Most of the municipality's land is suited only for forestry activities. Land which is suitable for agriculture grows corn, wheat and beans principally. Livestock such as cattle, pigs and fowl are also raised here. Some manufacturing enterprises, such as those that process food, wood and non-metallic minerals are located here. Tourism is an important earner for the municipality, especially for the lake islands of Pacanda and Yunuén, as well as the municipal seat itself with its archeological ruins. Most of the population is employed in commerce, selling pottery, textiles, embroidered items, baskets and religious figures.

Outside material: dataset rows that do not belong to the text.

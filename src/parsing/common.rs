// Copyright 2025 Lablup Inc. and Jeongkyu Shin
//
// Licensed under the Apache License, Version 2.0 (the "License");
// you may not use this file except in compliance with the License.
// You may obtain a copy of the License at
//
//     http://www.apache.org/licenses/LICENSE-2.0
//
// Unless required by applicable law or agreed to in writing, software
// distributed under the License is distributed on an "AS IS" BASIS,
// WITHOUT WARRANTIES OR CONDITIONS OF ANY KIND, either express or implied.
// See the License for the specific language governing permissions and
// limitations under the License.

// Common parsing utilities for tokenizing command output and number extraction.

use std::str::FromStr;

/// Parse a number from a string after sanitizing by removing commas, underscores, and trimming.
/// Returns None if parsing fails.
pub fn parse_number<T: FromStr>(s: &str) -> Option<T> {
    let cleaned = s.trim().replace([',', '_'], "");
    cleaned.parse::<T>().ok()
}

/// Split a line on `separator`, trim each field and drop the empty ones.
///
/// Empty fields vanish positionally: `"| a || b |"` yields `["a", "b"]`.
pub fn split_nonempty_fields(line: &str, separator: char) -> Vec<&str> {
    line.split(separator)
        .map(str::trim)
        .filter(|field| !field.is_empty())
        .collect()
}

/// Canonical column token: lower-cased, spaces and slashes become underscores.
pub fn normalize_header(header: &str) -> String {
    header
        .to_lowercase()
        .chars()
        .map(|c| if c == ' ' || c == '/' { '_' } else { c })
        .collect()
}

The community of Ihuatzio is located just south of the town of Tzintzuntzan and was one of the other major cities of the Purépecha Empire. It was probably founded around 900 C.E. It is now a small community with an archeological site, of which only the area called the "Plaza de Armas" has been excavated. Like Tzintzuntzan, this site also contains yácatas. The small community of Santa Cruz in the municipality of Tzintzuntzan is noted for its embroidery, especially on tablecloths. Figures such as animals, humans, and saints, as well as entire landscapes, can be found in embroidery here. An experimental artificial wetland has been constructed in the community of Cucuchucho on the shores of Lake Pátzcuaro. The wetlands system contains various water treatment processes such as solid removal and storage tanks, solids wetland, clarifier wetland, maturation lagoon, aquaculture lagoon and others. The wetland project is designed to treat wastewater before it returns to Lake Pátzcuaro and processes the discharge of a population of 700 people.